- **Task to complete**
Read the records below and copy each line that contains "fields".

- **Material provided**

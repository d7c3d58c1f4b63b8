/// Image analysis endpoint
///
/// Passes the request body to the configured [`ImageAnalyzer`] and returns
/// its predictions.
///
/// [`ImageAnalyzer`]: spinoaid_shared::inference::ImageAnalyzer
///
/// # Endpoint
///
/// ```text
/// POST /api/analyze
/// Content-Type: application/json
///
/// { "image_id": "img_placeholder_id" }
/// ```
///
/// # Response
///
/// ```json
/// {
///   "success": true,
///   "message": "Analysis complete",
///   "predictions": [
///     {
///       "label": "Example Finding",
///       "confidence": 0.95,
///       "region": { "x": 100, "y": 100, "width": 50, "height": 50 }
///     }
///   ]
/// }
/// ```

use crate::{app::AppState, error::ApiResult, extract::ApiJson};
use axum::{extract::State, Json};
use serde::{Deserialize, Serialize};
use serde_json::{Map, Value as JsonValue};
use spinoaid_shared::inference::Prediction;

/// Analysis response
#[derive(Debug, Serialize, Deserialize)]
pub struct AnalysisResponse {
    pub success: bool,
    pub message: String,
    pub predictions: Vec<Prediction>,
}

/// Run the analyzer over an uploaded image
///
/// The body must be a JSON object; its contents are up to the analyzer.
pub async fn analyze(
    State(state): State<AppState>,
    ApiJson(request): ApiJson<Map<String, JsonValue>>,
) -> ApiResult<Json<AnalysisResponse>> {
    let request = JsonValue::Object(request);
    let predictions = state.analyzer.analyze(&request).await?;

    tracing::debug!(
        analyzer = state.analyzer.name(),
        predictions = predictions.len(),
        "analysis complete"
    );

    Ok(Json(AnalysisResponse {
        success: true,
        message: "Analysis complete".to_string(),
        predictions,
    }))
}
/// Error handling for the API server
///
/// This module provides a unified error type that maps to HTTP responses.
/// All handlers return `Result<T, ApiError>`, and library errors convert
/// into it with `?`.
///
/// # Example
///
/// ```
/// use spinoaid_api::error::{ApiError, ApiResult};
/// use axum::Json;
/// use serde_json::{json, Value};
///
/// async fn handler(found: bool) -> ApiResult<Json<Value>> {
///     if !found {
///         return Err(ApiError::NotFound("Patient not found".to_string()));
///     }
///     Ok(Json(json!({ "success": true })))
/// }
/// ```

use axum::{
    extract::{
        multipart::MultipartRejection,
        rejection::{JsonRejection, PathRejection},
    },
    http::StatusCode,
    response::{IntoResponse, Response},
    Json,
};
use serde::{Deserialize, Serialize};
use spinoaid_shared::{
    auth::{jwt::JwtError, middleware::AuthError, password::PasswordError},
    inference::InferenceError,
    store::StoreError,
};
use std::fmt;

/// API result type alias
pub type ApiResult<T> = Result<T, ApiError>;

/// Unified API error type
#[derive(Debug)]
pub enum ApiError {
    /// Bad request (400)
    BadRequest(String),

    /// Unauthorized (401)
    Unauthorized(String),

    /// Not found (404)
    NotFound(String),

    /// Conflict (409) - unique field already taken
    Conflict(String),

    /// Unprocessable entity (422) - validation errors
    ValidationError(Vec<ValidationErrorDetail>),

    /// Internal server error (500)
    InternalError(String),
}

/// Validation error detail
#[derive(Debug, Clone, Serialize, Deserialize)]
pub struct ValidationErrorDetail {
    /// Field that failed validation
    pub field: String,

    /// Error message
    pub message: String,
}

/// Error response format
#[derive(Debug, Serialize, Deserialize)]
pub struct ErrorResponse {
    /// Error code (e.g., "bad_request", "unauthorized")
    pub error: String,

    /// Human-readable error message
    pub message: String,

    /// Optional validation errors
    #[serde(skip_serializing_if = "Option::is_none")]
    pub details: Option<Vec<ValidationErrorDetail>>,
}

impl fmt::Display for ApiError {
    fn fmt(&self, f: &mut fmt::Formatter<'_>) -> fmt::Result {
        match self {
            ApiError::BadRequest(msg) => write!(f, "Bad request: {}", msg),
            ApiError::Unauthorized(msg) => write!(f, "Unauthorized: {}", msg),
            ApiError::NotFound(msg) => write!(f, "Not found: {}", msg),
            ApiError::Conflict(msg) => write!(f, "Conflict: {}", msg),
            ApiError::ValidationError(errors) => {
                write!(f, "Validation failed: {} errors", errors.len())
            }
            ApiError::InternalError(msg) => write!(f, "Internal error: {}", msg),
        }
    }
}

impl std::error::Error for ApiError {}

impl IntoResponse for ApiError {
    fn into_response(self) -> Response {
        let (status, error_code, message, details) = match self {
            ApiError::BadRequest(msg) => (StatusCode::BAD_REQUEST, "bad_request", msg, None),
            ApiError::Unauthorized(msg) => (StatusCode::UNAUTHORIZED, "unauthorized", msg, None),
            ApiError::NotFound(msg) => (StatusCode::NOT_FOUND, "not_found", msg, None),
            ApiError::Conflict(msg) => (StatusCode::CONFLICT, "conflict", msg, None),
            ApiError::ValidationError(errors) => (
                StatusCode::UNPROCESSABLE_ENTITY,
                "validation_error",
                "Request validation failed".to_string(),
                Some(errors),
            ),
            ApiError::InternalError(msg) => {
                // Log internal errors but don't expose details to clients
                tracing::error!("Internal error: {}", msg);
                (
                    StatusCode::INTERNAL_SERVER_ERROR,
                    "internal_error",
                    "An internal error occurred".to_string(),
                    None,
                )
            }
        };

        let body = Json(ErrorResponse {
            error: error_code.to_string(),
            message,
            details,
        });

        (status, body).into_response()
    }
}

/// Convert storage errors to API errors
impl From<StoreError> for ApiError {
    fn from(err: StoreError) -> Self {
        match err {
            StoreError::Duplicate { field, .. } => {
                ApiError::Conflict(format!("Value for '{}' already exists", field))
            }
            other => ApiError::InternalError(format!("Storage error: {}", other)),
        }
    }
}

/// Convert auth gate errors to API errors
impl From<AuthError> for ApiError {
    fn from(err: AuthError) -> Self {
        match err {
            AuthError::MissingCredentials => ApiError::Unauthorized("Not authenticated".to_string()),
            AuthError::InvalidFormat(msg) => ApiError::Unauthorized(msg),
            AuthError::InvalidToken(_) => {
                ApiError::Unauthorized("Invalid or expired token".to_string())
            }
            AuthError::UnknownUser => ApiError::Unauthorized("Invalid token".to_string()),
            AuthError::StoreError(msg) => ApiError::InternalError(msg),
        }
    }
}

/// Convert password errors to API errors
impl From<PasswordError> for ApiError {
    fn from(err: PasswordError) -> Self {
        ApiError::InternalError(format!("Password operation failed: {}", err))
    }
}

/// Convert JWT errors to API errors
impl From<JwtError> for ApiError {
    fn from(err: JwtError) -> Self {
        match err {
            JwtError::CreateError(msg) => {
                ApiError::InternalError(format!("Token creation failed: {}", msg))
            }
            _ => ApiError::Unauthorized("Invalid or expired token".to_string()),
        }
    }
}

/// Convert analyzer errors to API errors
impl From<InferenceError> for ApiError {
    fn from(err: InferenceError) -> Self {
        match err {
            InferenceError::InvalidRequest(msg) => ApiError::BadRequest(msg),
            InferenceError::ModelFailed(msg) => {
                ApiError::InternalError(format!("Analysis failed: {}", msg))
            }
        }
    }
}

/// Convert request body validation failures to API errors
impl From<validator::ValidationErrors> for ApiError {
    fn from(err: validator::ValidationErrors) -> Self {
        let mut errors: Vec<ValidationErrorDetail> = err
            .field_errors()
            .iter()
            .flat_map(|(field, errors)| {
                errors.iter().map(move |error| ValidationErrorDetail {
                    field: field.to_string(),
                    message: error
                        .message
                        .as_ref()
                        .map(|m| m.to_string())
                        .unwrap_or_else(|| "Validation failed".to_string()),
                })
            })
            .collect();
        errors.sort_by(|a, b| a.field.cmp(&b.field));
        ApiError::ValidationError(errors)
    }
}

/// Convert JSON body rejections to API errors
///
/// Bodies that parse but do not fit the target type are validation errors;
/// everything else is a bad request.
impl From<JsonRejection> for ApiError {
    fn from(rejection: JsonRejection) -> Self {
        match rejection {
            JsonRejection::JsonDataError(err) => {
                ApiError::ValidationError(vec![ValidationErrorDetail {
                    field: "body".to_string(),
                    message: err.body_text(),
                }])
            }
            other => ApiError::BadRequest(other.body_text()),
        }
    }
}

/// Convert path parameter rejections to API errors
impl From<PathRejection> for ApiError {
    fn from(rejection: PathRejection) -> Self {
        ApiError::BadRequest(rejection.body_text())
    }
}

/// Convert requests that are not multipart at all to API errors
impl From<MultipartRejection> for ApiError {
    fn from(rejection: MultipartRejection) -> Self {
        ApiError::BadRequest(rejection.body_text())
    }
}

/// Convert malformed multipart bodies to API errors
impl From<axum::extract::multipart::MultipartError> for ApiError {
    fn from(err: axum::extract::multipart::MultipartError) -> Self {
        ApiError::BadRequest(format!("Invalid multipart body: {}", err.body_text()))
    }
}

/// Convert blocking task failures to API errors
impl From<tokio::task::JoinError> for ApiError {
    fn from(err: tokio::task::JoinError) -> Self {
        ApiError::InternalError(format!("Background task failed: {}", err))
    }
}

#[cfg(test)]
mod tests {
    use super::*;

    #[test]
    fn test_error_display() {
        let err = ApiError::BadRequest("No fields to update".to_string());
        assert_eq!(err.to_string(), "Bad request: No fields to update");

        let err = ApiError::NotFound("Patient not found".to_string());
        assert_eq!(err.to_string(), "Not found: Patient not found");
    }

    #[test]
    fn test_validation_error() {
        let errors = vec![
            ValidationErrorDetail {
                field: "email".to_string(),
                message: "Invalid email format".to_string(),
            },
            ValidationErrorDetail {
                field: "password".to_string(),
                message: "Password is required".to_string(),
            },
        ];

        let err = ApiError::ValidationError(errors);
        assert_eq!(err.to_string(), "Validation failed: 2 errors");
        assert_eq!(err.into_response().status(), StatusCode::UNPROCESSABLE_ENTITY);
    }

    #[test]
    fn test_status_codes() {
        let cases = [
            (ApiError::BadRequest("x".into()), StatusCode::BAD_REQUEST),
            (ApiError::Unauthorized("x".into()), StatusCode::UNAUTHORIZED),
            (ApiError::NotFound("x".into()), StatusCode::NOT_FOUND),
            (ApiError::Conflict("x".into()), StatusCode::CONFLICT),
            (ApiError::InternalError("x".into()), StatusCode::INTERNAL_SERVER_ERROR),
        ];

        for (err, status) in cases {
            assert_eq!(err.into_response().status(), status);
        }
    }

    #[test]
    fn test_store_error_mapping() {
        let duplicate = StoreError::Duplicate {
            collection: "patients".to_string(),
            field: "patient_id".to_string(),
        };
        assert!(matches!(ApiError::from(duplicate), ApiError::Conflict(_)));

        let backend = StoreError::Backend("disk on fire".to_string());
        assert!(matches!(ApiError::from(backend), ApiError::InternalError(_)));
    }

    #[test]
    fn test_auth_error_mapping() {
        assert!(matches!(
            ApiError::from(AuthError::MissingCredentials),
            ApiError::Unauthorized(_)
        ));
        assert!(matches!(
            ApiError::from(AuthError::InvalidFormat("Expected Bearer token".into())),
            ApiError::Unauthorized(_)
        ));

        match ApiError::from(AuthError::InvalidToken("bad signature".into())) {
            ApiError::Unauthorized(msg) => assert_eq!(msg, "Invalid or expired token"),
            other => panic!("unexpected mapping: {:?}", other),
        }
    }

    #[test]
    fn test_jwt_error_mapping() {
        assert!(matches!(
            ApiError::from(JwtError::Expired),
            ApiError::Unauthorized(_)
        ));
        assert!(matches!(
            ApiError::from(JwtError::CreateError("key".into())),
            ApiError::InternalError(_)
        ));
    }

    async fn json_rejection(content_type: Option<&str>, body: &'static str) -> JsonRejection {
        use axum::{body::Body, extract::FromRequest, http::Request};

        #[derive(Debug, serde::Deserialize)]
        struct Sample {
            #[allow(dead_code)]
            age: u32,
        }

        let mut builder = Request::builder().method("POST").uri("/");
        if let Some(content_type) = content_type {
            builder = builder.header("content-type", content_type);
        }
        let request = builder.body(Body::from(body)).unwrap();

        axum::Json::<Sample>::from_request(request, &())
            .await
            .unwrap_err()
    }

    #[tokio::test]
    async fn test_json_rejection_mapping() {
        let err = ApiError::from(json_rejection(Some("application/json"), "{}").await);
        match err {
            ApiError::ValidationError(details) => {
                assert_eq!(details.len(), 1);
                assert_eq!(details[0].field, "body");
                assert!(details[0].message.contains("age"));
            }
            other => panic!("expected validation error, got {:?}", other),
        }

        let err = ApiError::from(json_rejection(Some("application/json"), "{\"age\":").await);
        assert!(matches!(err, ApiError::BadRequest(_)));

        let err = ApiError::from(json_rejection(None, "{\"age\": 3}").await);
        assert!(matches!(err, ApiError::BadRequest(_)));
        assert_eq!(err.into_response().status(), StatusCode::BAD_REQUEST);
    }
}
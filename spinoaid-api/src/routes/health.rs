/// Liveness and health check endpoints
///
/// # Endpoints
///
/// ```text
/// GET /
/// GET /health
/// ```
///
/// # Response
///
/// ```json
/// {
///   "status": "healthy",
///   "message": "All systems operational",
///   "version": "2.0.0",
///   "storage": "memory"
/// }
/// ```

use crate::app::AppState;
use axum::{extract::State, Json};
use serde::{Deserialize, Serialize};

/// Root response
#[derive(Debug, Serialize, Deserialize)]
pub struct RootResponse {
    pub status: String,
    pub message: String,
    pub version: String,
}

/// Health check response
#[derive(Debug, Serialize, Deserialize)]
pub struct HealthResponse {
    /// Service status
    pub status: String,

    pub message: String,

    /// Application version
    pub version: String,

    /// Storage backend in use
    pub storage: String,
}

/// Root handler
pub async fn root() -> Json<RootResponse> {
    Json(RootResponse {
        status: "ok".to_string(),
        message: "SpinoAid API is running".to_string(),
        version: env!("CARGO_PKG_VERSION").to_string(),
    })
}

/// Health check handler
///
/// Reports the service version and which storage backend is serving.
pub async fn health_check(State(state): State<AppState>) -> Json<HealthResponse> {
    Json(HealthResponse {
        status: "healthy".to_string(),
        message: "All systems operational".to_string(),
        version: env!("CARGO_PKG_VERSION").to_string(),
        storage: state.store.backend().to_string(),
    })
}
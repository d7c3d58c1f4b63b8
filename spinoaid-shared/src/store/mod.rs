/// Document storage layer
///
/// Route handlers never talk to a persistence engine directly. They go through
/// the [`DocumentStore`] trait, which models a small document database:
/// named collections of JSON objects queried by field equality.
///
/// # Implementations
///
/// - [`MockStore`]: accepts every write and finds nothing. Mirrors a
///   deployment with no database attached.
/// - [`MemoryStore`]: in-process collections behind an async `RwLock`, with
///   unique indexes. Used by tests and by default at runtime.
///
/// # Example
///
/// ```
/// use spinoaid_shared::store::{DocumentStore, Filter, FindOptions, MemoryStore};
/// use serde_json::json;
///
/// # async fn example() -> Result<(), Box<dyn std::error::Error>> {
/// let store = MemoryStore::new();
/// store.create_unique_index("users", "email").await?;
///
/// let doc = json!({ "email": "a@example.com" }).as_object().cloned().unwrap();
/// let id = store.insert("users", doc).await?;
///
/// let found = store
///     .find_one("users", &Filter::new().eq("id", id), FindOptions::default())
///     .await?;
/// assert!(found.is_some());
/// # Ok(())
/// # }
/// ```

pub mod memory;
pub mod mock;

pub use memory::MemoryStore;
pub use mock::MockStore;

use async_trait::async_trait;
use serde::{de::DeserializeOwned, Serialize};
use serde_json::{Map, Value};
use std::cmp::Ordering;

/// A stored document: a JSON object keyed by field name
pub type Document = Map<String, Value>;

/// Field holding a document's primary key
pub const ID_FIELD: &str = "id";

/// Storage result type alias
pub type StoreResult<T> = Result<T, StoreError>;

/// Error type for storage operations
#[derive(Debug, thiserror::Error)]
pub enum StoreError {
    /// A unique index rejected the write
    #[error("Duplicate value for unique field '{field}' in '{collection}'")]
    Duplicate { collection: String, field: String },

    /// A document could not be converted to or from its typed form
    #[error("Document serialization failed: {0}")]
    Serialization(#[from] serde_json::Error),

    /// The backend failed
    #[error("Storage backend error: {0}")]
    Backend(String),
}

impl StoreError {
    /// Returns true if this is a unique index violation on `field`
    pub fn is_duplicate_of(&self, field: &str) -> bool {
        matches!(self, StoreError::Duplicate { field: f, .. } if f == field)
    }
}

/// Equality filter over document fields
///
/// A document matches when every listed field is present and equal.
/// An empty filter matches every document.
#[derive(Debug, Clone, Default, PartialEq)]
pub struct Filter {
    fields: Document,
}

impl Filter {
    /// Creates an empty filter
    pub fn new() -> Self {
        Self::default()
    }

    /// Adds an equality constraint
    pub fn eq(mut self, field: impl Into<String>, value: impl Into<Value>) -> Self {
        self.fields.insert(field.into(), value.into());
        self
    }

    /// Checks whether a document satisfies every constraint
    pub fn matches(&self, doc: &Document) -> bool {
        self.fields
            .iter()
            .all(|(field, expected)| doc.get(field) == Some(expected))
    }

    /// Returns true if the filter has no constraints
    pub fn is_empty(&self) -> bool {
        self.fields.is_empty()
    }
}

/// Sort direction
#[derive(Debug, Clone, Copy, PartialEq, Eq)]
pub enum SortOrder {
    Ascending,
    Descending,
}

/// Options for find queries
#[derive(Debug, Clone, Default)]
pub struct FindOptions {
    /// Field and direction to sort by
    pub sort: Option<(String, SortOrder)>,

    /// Maximum number of documents to return
    pub limit: Option<usize>,
}

impl FindOptions {
    /// Sorts by `field` in the given direction
    pub fn sort_by(field: impl Into<String>, order: SortOrder) -> Self {
        Self {
            sort: Some((field.into(), order)),
            limit: None,
        }
    }

    /// Caps the number of returned documents
    pub fn limit(mut self, limit: usize) -> Self {
        self.limit = Some(limit);
        self
    }
}

/// Result of an update
#[derive(Debug, Clone, Copy, Default, PartialEq, Eq)]
pub struct UpdateOutcome {
    /// Documents that matched the filter
    pub matched: u64,

    /// Documents actually changed
    pub modified: u64,
}

/// Storage collaborator used by models and routes
///
/// Every operation names its collection. Update and delete act on the first
/// document matching the filter, in insertion order unless the backend says
/// otherwise.
#[async_trait]
pub trait DocumentStore: Send + Sync {
    /// Short backend name for health output and logs
    fn backend(&self) -> &'static str;

    /// Declares that `field` must be unique within `collection`
    async fn create_unique_index(&self, collection: &str, field: &str) -> StoreResult<()>;

    /// Returns every matching document
    async fn find(
        &self,
        collection: &str,
        filter: &Filter,
        options: FindOptions,
    ) -> StoreResult<Vec<Document>>;

    /// Returns the first matching document, honoring the sort option
    async fn find_one(
        &self,
        collection: &str,
        filter: &Filter,
        options: FindOptions,
    ) -> StoreResult<Option<Document>>;

    /// Inserts a document and returns its id
    ///
    /// A missing `id` field is filled with a fresh UUID.
    async fn insert(&self, collection: &str, doc: Document) -> StoreResult<String>;

    /// Sets the given fields on the first matching document
    async fn update(
        &self,
        collection: &str,
        filter: &Filter,
        changes: Document,
    ) -> StoreResult<UpdateOutcome>;

    /// Deletes the first matching document and returns how many were removed
    async fn delete(&self, collection: &str, filter: &Filter) -> StoreResult<u64>;
}

/// Converts a typed value into a stored document
pub fn to_document<T: Serialize>(value: &T) -> StoreResult<Document> {
    match serde_json::to_value(value)? {
        Value::Object(map) => Ok(map),
        other => Err(StoreError::Backend(format!(
            "expected a JSON object, got {}",
            other
        ))),
    }
}

/// Converts a stored document into a typed value
pub fn from_document<T: DeserializeOwned>(doc: Document) -> StoreResult<T> {
    Ok(serde_json::from_value(Value::Object(doc))?)
}

/// Orders two field values for sorting
///
/// Numbers compare numerically, RFC 3339 timestamps chronologically, other
/// strings lexically. Missing values sort first.
pub(crate) fn compare_values(a: Option<&Value>, b: Option<&Value>) -> Ordering {
    match (a, b) {
        (None, None) => Ordering::Equal,
        (None, Some(_)) => Ordering::Less,
        (Some(_), None) => Ordering::Greater,
        (Some(Value::Number(x)), Some(Value::Number(y))) => {
            let x = x.as_f64().unwrap_or(f64::NAN);
            let y = y.as_f64().unwrap_or(f64::NAN);
            x.partial_cmp(&y).unwrap_or(Ordering::Equal)
        }
        (Some(Value::String(x)), Some(Value::String(y))) => {
            match (
                chrono::DateTime::parse_from_rfc3339(x),
                chrono::DateTime::parse_from_rfc3339(y),
            ) {
                (Ok(x), Ok(y)) => x.cmp(&y),
                _ => x.cmp(y),
            }
        }
        (Some(x), Some(y)) => x.to_string().cmp(&y.to_string()),
    }
}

- **Your response**
        let err = ApiError::BadRequest("No fields to update".to_string());
        assert_eq!(err.to_string(), "Bad request: No fields to update");
/// Equality filter over document fields
    fields: Document,
        self.fields.insert(field.into(), value.into());
        self.fields
        self.fields.is_empty()
    /// Sets the given fields on the first matching document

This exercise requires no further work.